Stored data entries
>>>>>
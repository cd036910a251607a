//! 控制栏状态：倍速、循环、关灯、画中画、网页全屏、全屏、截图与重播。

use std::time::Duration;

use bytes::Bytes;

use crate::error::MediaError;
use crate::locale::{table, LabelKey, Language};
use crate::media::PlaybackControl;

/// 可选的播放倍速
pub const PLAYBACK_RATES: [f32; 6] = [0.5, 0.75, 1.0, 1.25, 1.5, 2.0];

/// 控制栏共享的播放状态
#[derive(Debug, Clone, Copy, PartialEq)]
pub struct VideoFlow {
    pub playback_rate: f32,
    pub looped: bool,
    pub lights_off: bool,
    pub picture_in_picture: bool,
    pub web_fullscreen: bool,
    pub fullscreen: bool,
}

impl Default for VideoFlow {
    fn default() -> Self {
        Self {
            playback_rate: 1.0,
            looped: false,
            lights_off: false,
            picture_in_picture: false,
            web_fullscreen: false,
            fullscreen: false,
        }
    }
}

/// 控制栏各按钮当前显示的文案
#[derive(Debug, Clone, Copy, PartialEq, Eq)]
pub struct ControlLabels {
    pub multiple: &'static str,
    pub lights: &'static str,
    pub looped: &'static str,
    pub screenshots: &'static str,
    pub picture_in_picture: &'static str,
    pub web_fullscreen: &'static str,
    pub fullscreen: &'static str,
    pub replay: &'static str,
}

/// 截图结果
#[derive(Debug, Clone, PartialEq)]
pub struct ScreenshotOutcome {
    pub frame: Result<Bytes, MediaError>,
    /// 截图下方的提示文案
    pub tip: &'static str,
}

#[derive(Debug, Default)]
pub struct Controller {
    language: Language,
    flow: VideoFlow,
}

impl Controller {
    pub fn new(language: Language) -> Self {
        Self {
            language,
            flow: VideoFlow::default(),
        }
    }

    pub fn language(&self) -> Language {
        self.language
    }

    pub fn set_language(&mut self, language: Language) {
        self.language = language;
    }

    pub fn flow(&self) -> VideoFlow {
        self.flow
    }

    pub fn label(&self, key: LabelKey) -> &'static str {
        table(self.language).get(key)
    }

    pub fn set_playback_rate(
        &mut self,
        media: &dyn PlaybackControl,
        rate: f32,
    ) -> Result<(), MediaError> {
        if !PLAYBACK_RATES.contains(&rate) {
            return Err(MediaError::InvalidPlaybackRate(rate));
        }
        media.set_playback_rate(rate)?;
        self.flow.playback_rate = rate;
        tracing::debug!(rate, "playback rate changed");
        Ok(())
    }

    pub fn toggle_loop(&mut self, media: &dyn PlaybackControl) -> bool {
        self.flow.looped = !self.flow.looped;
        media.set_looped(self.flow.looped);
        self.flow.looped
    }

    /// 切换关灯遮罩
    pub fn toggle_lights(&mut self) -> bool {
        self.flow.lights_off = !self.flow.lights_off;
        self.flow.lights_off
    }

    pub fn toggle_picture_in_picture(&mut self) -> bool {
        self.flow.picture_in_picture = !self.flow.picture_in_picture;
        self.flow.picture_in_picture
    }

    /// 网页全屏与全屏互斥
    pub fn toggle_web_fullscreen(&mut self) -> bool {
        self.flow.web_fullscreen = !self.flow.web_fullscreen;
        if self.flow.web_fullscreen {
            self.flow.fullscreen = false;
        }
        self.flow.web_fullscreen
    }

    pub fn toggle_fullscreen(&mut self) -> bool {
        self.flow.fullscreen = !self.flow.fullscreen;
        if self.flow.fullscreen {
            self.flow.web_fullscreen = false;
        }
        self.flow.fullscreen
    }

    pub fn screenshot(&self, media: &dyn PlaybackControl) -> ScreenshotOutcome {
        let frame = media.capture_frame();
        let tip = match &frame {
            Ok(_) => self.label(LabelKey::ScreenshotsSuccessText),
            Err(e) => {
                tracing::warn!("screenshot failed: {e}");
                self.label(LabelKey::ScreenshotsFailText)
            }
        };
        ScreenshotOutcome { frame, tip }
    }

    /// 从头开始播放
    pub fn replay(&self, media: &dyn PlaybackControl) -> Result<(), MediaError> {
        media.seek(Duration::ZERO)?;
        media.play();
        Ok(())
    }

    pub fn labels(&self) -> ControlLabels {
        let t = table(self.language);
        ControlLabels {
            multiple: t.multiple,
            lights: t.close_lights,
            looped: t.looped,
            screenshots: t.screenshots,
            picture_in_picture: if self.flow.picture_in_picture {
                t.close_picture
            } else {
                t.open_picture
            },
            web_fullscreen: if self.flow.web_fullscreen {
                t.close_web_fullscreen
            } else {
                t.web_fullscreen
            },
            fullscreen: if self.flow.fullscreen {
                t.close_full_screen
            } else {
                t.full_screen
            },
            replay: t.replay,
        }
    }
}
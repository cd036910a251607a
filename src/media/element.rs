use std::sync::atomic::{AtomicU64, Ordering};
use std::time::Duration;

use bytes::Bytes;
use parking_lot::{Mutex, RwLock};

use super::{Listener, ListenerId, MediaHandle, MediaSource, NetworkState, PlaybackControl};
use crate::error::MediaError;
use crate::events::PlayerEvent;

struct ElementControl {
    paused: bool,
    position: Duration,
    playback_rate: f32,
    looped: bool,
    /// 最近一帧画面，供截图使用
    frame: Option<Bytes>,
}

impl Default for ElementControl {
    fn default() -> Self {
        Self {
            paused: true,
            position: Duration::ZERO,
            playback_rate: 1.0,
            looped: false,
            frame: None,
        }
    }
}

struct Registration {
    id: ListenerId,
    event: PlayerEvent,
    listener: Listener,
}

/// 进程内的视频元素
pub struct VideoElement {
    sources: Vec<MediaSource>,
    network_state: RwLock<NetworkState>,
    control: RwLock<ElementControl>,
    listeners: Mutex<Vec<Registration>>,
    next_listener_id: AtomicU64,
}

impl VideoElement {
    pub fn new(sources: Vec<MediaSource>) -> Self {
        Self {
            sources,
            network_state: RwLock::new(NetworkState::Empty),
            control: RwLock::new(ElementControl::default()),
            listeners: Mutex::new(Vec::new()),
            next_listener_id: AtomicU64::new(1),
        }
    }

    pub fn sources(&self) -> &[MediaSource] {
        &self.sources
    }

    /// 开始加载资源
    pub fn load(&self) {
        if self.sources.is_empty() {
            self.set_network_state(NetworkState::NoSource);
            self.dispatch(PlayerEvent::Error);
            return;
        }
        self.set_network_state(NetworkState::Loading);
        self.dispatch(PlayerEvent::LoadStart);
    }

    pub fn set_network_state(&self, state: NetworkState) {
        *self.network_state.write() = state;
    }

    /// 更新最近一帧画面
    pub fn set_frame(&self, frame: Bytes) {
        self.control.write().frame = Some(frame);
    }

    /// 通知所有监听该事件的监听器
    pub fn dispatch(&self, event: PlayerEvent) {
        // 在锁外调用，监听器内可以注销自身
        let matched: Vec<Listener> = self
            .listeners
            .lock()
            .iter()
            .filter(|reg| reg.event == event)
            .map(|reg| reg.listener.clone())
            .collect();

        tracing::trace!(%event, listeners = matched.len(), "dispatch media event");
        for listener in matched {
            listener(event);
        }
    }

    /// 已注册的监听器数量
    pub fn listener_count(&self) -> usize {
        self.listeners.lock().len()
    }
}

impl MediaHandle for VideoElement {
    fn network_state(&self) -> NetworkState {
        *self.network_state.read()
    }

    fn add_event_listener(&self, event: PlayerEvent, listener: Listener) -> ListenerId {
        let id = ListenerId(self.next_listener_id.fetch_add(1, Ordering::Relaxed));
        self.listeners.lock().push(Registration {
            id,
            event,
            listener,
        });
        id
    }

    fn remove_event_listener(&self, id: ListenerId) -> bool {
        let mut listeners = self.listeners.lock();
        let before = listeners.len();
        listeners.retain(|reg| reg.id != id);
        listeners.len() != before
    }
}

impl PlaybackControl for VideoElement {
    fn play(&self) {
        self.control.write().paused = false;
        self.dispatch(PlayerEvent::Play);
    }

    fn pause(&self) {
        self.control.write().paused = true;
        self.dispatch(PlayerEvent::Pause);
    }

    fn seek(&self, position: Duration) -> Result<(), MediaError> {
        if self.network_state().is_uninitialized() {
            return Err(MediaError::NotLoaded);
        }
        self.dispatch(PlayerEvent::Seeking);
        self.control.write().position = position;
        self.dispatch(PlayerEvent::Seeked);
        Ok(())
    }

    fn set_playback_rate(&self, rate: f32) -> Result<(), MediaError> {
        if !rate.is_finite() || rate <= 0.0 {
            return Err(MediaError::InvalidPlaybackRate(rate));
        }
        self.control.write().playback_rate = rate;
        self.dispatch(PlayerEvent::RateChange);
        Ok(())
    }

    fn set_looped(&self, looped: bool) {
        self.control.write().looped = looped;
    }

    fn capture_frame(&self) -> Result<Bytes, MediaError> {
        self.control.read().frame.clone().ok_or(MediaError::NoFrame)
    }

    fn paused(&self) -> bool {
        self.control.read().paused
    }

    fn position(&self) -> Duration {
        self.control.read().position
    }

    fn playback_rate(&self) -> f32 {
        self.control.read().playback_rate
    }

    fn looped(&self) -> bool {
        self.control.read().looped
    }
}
<<<<<
Retrieve each line from the records above where the word "Copy" occurs.

Exercise response:
#[derive(Debug, Clone, Copy, PartialEq)]
#[derive(Debug, Clone, Copy, PartialEq, Eq)]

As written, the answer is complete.